* **Problem to work on**
Each line below must be transcribed with no word changed.

═════ Provided data ═════

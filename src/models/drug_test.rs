use std::collections::BTreeSet;

use chrono::{DateTime, Utc};
use serde::{Deserialize, Serialize};
use uuid::Uuid;

use super::enums::{
    ConfirmationDecision, ConfirmationOutcome, ReportKind, ScreenResult, ScreeningStatus,
};
use super::lab::ConfirmationFinding;
use super::medication::MedicationEntry;
use super::substance::CanonicalSubstance;

/// Confirmation result as tracked on the record. `outcome` stays `None` while
/// the lab has acknowledged the substance but not reported on it yet.
#[derive(Debug, Clone, Copy, PartialEq, Eq, Serialize, Deserialize)]
pub struct ConfirmationResult {
    pub substance: CanonicalSubstance,
    pub outcome: Option<ConfirmationOutcome>,
}

impl From<ConfirmationFinding> for ConfirmationResult {
    fn from(finding: ConfirmationFinding) -> Self {
        Self {
            substance: finding.substance,
            outcome: Some(finding.outcome),
        }
    }
}

/// The persisted test entity this pipeline mutates.
///
/// Classification fields (`expected_positives`, `unexpected_positives`,
/// `unexpected_negatives`, `initial_screen_result`) are derived; only
/// `pipeline::workflow` and `pipeline::processor` write them.
#[derive(Debug, Clone, PartialEq, Serialize, Deserialize)]
pub struct DrugTestRecord {
    pub id: Uuid,
    pub client_id: Uuid,
    pub collected_at: Option<DateTime<Utc>>,
    pub report_kind: Option<ReportKind>,
    pub is_dilute: bool,
    pub detected_substances: BTreeSet<CanonicalSubstance>,
    pub expected_positives: BTreeSet<CanonicalSubstance>,
    pub unexpected_positives: BTreeSet<CanonicalSubstance>,
    pub unexpected_negatives: BTreeSet<CanonicalSubstance>,
    pub initial_screen_result: Option<ScreenResult>,
    pub screening_status: ScreeningStatus,
    pub confirmation_decision: ConfirmationDecision,
    pub confirmation_substances: BTreeSet<CanonicalSubstance>,
    pub confirmation_results: Vec<ConfirmationResult>,
    pub final_status: Option<ScreenResult>,
    pub is_complete: bool,
    /// Medications as they stood when the record was last classified.
    /// Authoritative once the record is complete.
    pub medication_snapshot: Vec<MedicationEntry>,
    pub invalid_sample_reason: Option<String>,
}

impl DrugTestRecord {
    /// A freshly collected sample: nothing screened, nothing decided.
    pub fn new(client_id: Uuid, collected_at: Option<DateTime<Utc>>) -> Self {
        Self {
            id: Uuid::new_v4(),
            client_id,
            collected_at,
            report_kind: None,
            is_dilute: false,
            detected_substances: BTreeSet::new(),
            expected_positives: BTreeSet::new(),
            unexpected_positives: BTreeSet::new(),
            unexpected_negatives: BTreeSet::new(),
            initial_screen_result: None,
            screening_status: ScreeningStatus::Collected,
            confirmation_decision: ConfirmationDecision::PendingDecision,
            confirmation_substances: BTreeSet::new(),
            confirmation_results: Vec::new(),
            final_status: None,
            is_complete: false,
            medication_snapshot: Vec::new(),
            invalid_sample_reason: None,
        }
    }

    /// Substances eligible to be sent for confirmation.
    pub fn unexpected_findings(&self) -> BTreeSet<CanonicalSubstance> {
        self.unexpected_positives
            .union(&self.unexpected_negatives)
            .copied()
            .collect()
    }

    /// Everything the active medications made expected at classification time.
    pub fn expected_substances(&self) -> BTreeSet<CanonicalSubstance> {
        self.expected_positives
            .union(&self.unexpected_negatives)
            .copied()
            .collect()
    }

    pub fn confirmation_outcome(
        &self,
        substance: CanonicalSubstance,
    ) -> Option<ConfirmationOutcome> {
        self.confirmation_results
            .iter()
            .find(|r| r.substance == substance)
            .and_then(|r| r.outcome)
    }

    /// Substances whose confirmation came back inconclusive. Surfaced for
    /// review; they never change the final status on their own.
    pub fn inconclusive_substances(&self) -> BTreeSet<CanonicalSubstance> {
        self.confirmation_results
            .iter()
            .filter(|r| r.outcome == Some(ConfirmationOutcome::Inconclusive))
            .map(|r| r.substance)
            .collect()
    }
}

#[cfg(test)]
mod tests {
    use super::*;

    #[test]
    fn new_record_is_collected() {
        let record = DrugTestRecord::new(Uuid::new_v4(), None);
        assert_eq!(record.screening_status, ScreeningStatus::Collected);
        assert_eq!(
            record.confirmation_decision,
            ConfirmationDecision::PendingDecision
        );
        assert!(record.initial_screen_result.is_none());
        assert!(record.final_status.is_none());
        assert!(!record.is_complete);
    }

    #[test]
    fn unexpected_findings_union() {
        let mut record = DrugTestRecord::new(Uuid::new_v4(), None);
        record.unexpected_positives.insert(CanonicalSubstance::Thc);
        record.unexpected_negatives.insert(CanonicalSubstance::Oxycodone);
        record.expected_positives.insert(CanonicalSubstance::Buprenorphine);

        let findings = record.unexpected_findings();
        assert_eq!(findings.len(), 2);
        assert!(findings.contains(&CanonicalSubstance::Thc));
        assert!(findings.contains(&CanonicalSubstance::Oxycodone));

        let expected = record.expected_substances();
        assert!(expected.contains(&CanonicalSubstance::Buprenorphine));
        assert!(expected.contains(&CanonicalSubstance::Oxycodone));
        assert!(!expected.contains(&CanonicalSubstance::Thc));
    }

    #[test]
    fn inconclusive_substances_listed() {
        let mut record = DrugTestRecord::new(Uuid::new_v4(), None);
        record.confirmation_results = vec![
            ConfirmationResult {
                substance: CanonicalSubstance::Thc,
                outcome: Some(ConfirmationOutcome::Inconclusive),
            },
            ConfirmationResult {
                substance: CanonicalSubstance::Cocaine,
                outcome: Some(ConfirmationOutcome::ConfirmedPositive),
            },
            ConfirmationResult {
                substance: CanonicalSubstance::Fentanyl,
                outcome: None,
            },
        ];
        let inconclusive = record.inconclusive_substances();
        assert_eq!(inconclusive.len(), 1);
        assert!(inconclusive.contains(&CanonicalSubstance::Thc));
        assert_eq!(
            record.confirmation_outcome(CanonicalSubstance::Cocaine),
            Some(ConfirmationOutcome::ConfirmedPositive)
        );
        assert_eq!(record.confirmation_outcome(CanonicalSubstance::Fentanyl), None);
    }

    #[test]
    fn record_serializes_round_trip() {
        let record = DrugTestRecord::new(Uuid::new_v4(), None);
        let json = serde_json::to_string(&record).unwrap();
        assert!(json.contains("\"screening_status\":\"collected\""));
        let back: DrugTestRecord = serde_json::from_str(&json).unwrap();
        assert_eq!(back, record);
    }
}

═════

* **Answer to the exercise**
filename src/models/drug_test.rs
use std::collections::BTreeSet;

use chrono::{DateTime, Utc};
use serde::{Deserialize, Serialize};
use uuid::Uuid;

use super::enums::{
    ConfirmationDecision, ConfirmationOutcome, ReportKind, ScreenResult, ScreeningStatus,
};
use super::lab::ConfirmationFinding;
use super::medication::MedicationEntry;
use super::substance::CanonicalSubstance;

/// Confirmation result as tracked on the record. `outcome` stays `None` while
/// the lab has acknowledged the substance but not reported on it yet.
#[derive(Debug, Clone, Copy, PartialEq, Eq, Serialize, Deserialize)]
pub struct ConfirmationResult {
    pub substance: CanonicalSubstance,
    pub outcome: Option<ConfirmationOutcome>,
}

impl From<ConfirmationFinding> for ConfirmationResult {
    fn from(finding: ConfirmationFinding) -> Self {
        Self {
            substance: finding.substance,
            outcome: Some(finding.outcome),
        }
    }
}

/// The persisted test entity this pipeline mutates.
///
/// Classification fields (`expected_positives`, `unexpected_positives`,
/// `unexpected_negatives`, `initial_screen_result`) are derived; only
/// `pipeline::workflow` and `pipeline::processor` write them.
#[derive(Debug, Clone, PartialEq, Serialize, Deserialize)]
pub struct DrugTestRecord {
    pub id: Uuid,
    pub client_id: Uuid,
    pub collected_at: Option<DateTime<Utc>>,
    pub report_kind: Option<ReportKind>,
    pub is_dilute: bool,
    pub detected_substances: BTreeSet<CanonicalSubstance>,
    pub expected_positives: BTreeSet<CanonicalSubstance>,
    pub unexpected_positives: BTreeSet<CanonicalSubstance>,
    pub unexpected_negatives: BTreeSet<CanonicalSubstance>,
    pub initial_screen_result: Option<ScreenResult>,
    pub screening_status: ScreeningStatus,
    pub confirmation_decision: ConfirmationDecision,
    pub confirmation_substances: BTreeSet<CanonicalSubstance>,
    pub confirmation_results: Vec<ConfirmationResult>,
    pub final_status: Option<ScreenResult>,
    pub is_complete: bool,
    /// Medications as they stood when the record was last classified.
    /// Authoritative once the record is complete.
    pub medication_snapshot: Vec<MedicationEntry>,
    pub invalid_sample_reason: Option<String>,
}

impl DrugTestRecord {
    /// A freshly collected sample: nothing screened, nothing decided.
    pub fn new(client_id: Uuid, collected_at: Option<DateTime<Utc>>) -> Self {
        Self {
            id: Uuid::new_v4(),
            client_id,
            collected_at,
            report_kind: None,
            is_dilute: false,
            detected_substances: BTreeSet::new(),
            expected_positives: BTreeSet::new(),
            unexpected_positives: BTreeSet::new(),
            unexpected_negatives: BTreeSet::new(),
            initial_screen_result: None,
            screening_status: ScreeningStatus::Collected,
            confirmation_decision: ConfirmationDecision::PendingDecision,
            confirmation_substances: BTreeSet::new(),
            confirmation_results: Vec::new(),
            final_status: None,
            is_complete: false,
            medication_snapshot: Vec::new(),
            invalid_sample_reason: None,
        }
    }

    /// Substances eligible to be sent for confirmation.
    pub fn unexpected_findings(&self) -> BTreeSet<CanonicalSubstance> {
        self.unexpected_positives
            .union(&self.unexpected_negatives)
            .copied()
            .collect()
    }

    /// Everything the active medications made expected at classification time.
    pub fn expected_substances(&self) -> BTreeSet<CanonicalSubstance> {
        self.expected_positives
            .union(&self.unexpected_negatives)
            .copied()
            .collect()
    }

    pub fn confirmation_outcome(
        &self,
        substance: CanonicalSubstance,
    ) -> Option<ConfirmationOutcome> {
        self.confirmation_results
            .iter()
            .find(|r| r.substance == substance)
            .and_then(|r| r.outcome)
    }

    /// Substances whose confirmation came back inconclusive. Surfaced for
    /// review; they never change the final status on their own.
    pub fn inconclusive_substances(&self) -> BTreeSet<CanonicalSubstance> {
        self.confirmation_results
            .iter()
            .filter(|r| r.outcome == Some(ConfirmationOutcome::Inconclusive))
            .map(|r| r.substance)
            .collect()
    }
}

#[cfg(test)]
mod tests {
    use super::*;

    #[test]
    fn new_record_is_collected() {
        let record = DrugTestRecord::new(Uuid::new_v4(), None);
        assert_eq!(record.screening_status, ScreeningStatus::Collected);
        assert_eq!(
            record.confirmation_decision,
            ConfirmationDecision::PendingDecision
        );
        assert!(record.initial_screen_result.is_none());
        assert!(record.final_status.is_none());
        assert!(!record.is_complete);
    }

    #[test]
    fn unexpected_findings_union() {
        let mut record = DrugTestRecord::new(Uuid::new_v4(), None);
        record.unexpected_positives.insert(CanonicalSubstance::Thc);
        record.unexpected_negatives.insert(CanonicalSubstance::Oxycodone);
        record.expected_positives.insert(CanonicalSubstance::Buprenorphine);

        let findings = record.unexpected_findings();
        assert_eq!(findings.len(), 2);
        assert!(findings.contains(&CanonicalSubstance::Thc));
        assert!(findings.contains(&CanonicalSubstance::Oxycodone));

        let expected = record.expected_substances();
        assert!(expected.contains(&CanonicalSubstance::Buprenorphine));
        assert!(expected.contains(&CanonicalSubstance::Oxycodone));
        assert!(!expected.contains(&CanonicalSubstance::Thc));
    }

    #[test]
    fn inconclusive_substances_listed() {
        let mut record = DrugTestRecord::new(Uuid::new_v4(), None);
        record.confirmation_results = vec![
            ConfirmationResult {
                substance: CanonicalSubstance::Thc,
                outcome: Some(ConfirmationOutcome::Inconclusive),
            },
            ConfirmationResult {
                substance: CanonicalSubstance::Cocaine,
                outcome: Some(ConfirmationOutcome::ConfirmedPositive),
            },
            ConfirmationResult {
                substance: CanonicalSubstance::Fentanyl,
                outcome: None,
            },
        ];
        let inconclusive = record.inconclusive_substances();
        assert_eq!(inconclusive.len(), 1);
        assert!(inconclusive.contains(&CanonicalSubstance::Thc));
        assert_eq!(
            record.confirmation_outcome(CanonicalSubstance::Cocaine),
            Some(ConfirmationOutcome::ConfirmedPositive)
        );
        assert_eq!(record.confirmation_outcome(CanonicalSubstance::Fentanyl), None);
    }

    #[test]
    fn record_serializes_round_trip() {
        let record = DrugTestRecord::new(Uuid::new_v4(), None);
        let json = serde_json::to_string(&record).unwrap();
        assert!(json.contains("\"screening_status\":\"collected\""));
        let back: DrugTestRecord = serde_json::from_str(&json).unwrap();
        assert_eq!(back, record);
    }
}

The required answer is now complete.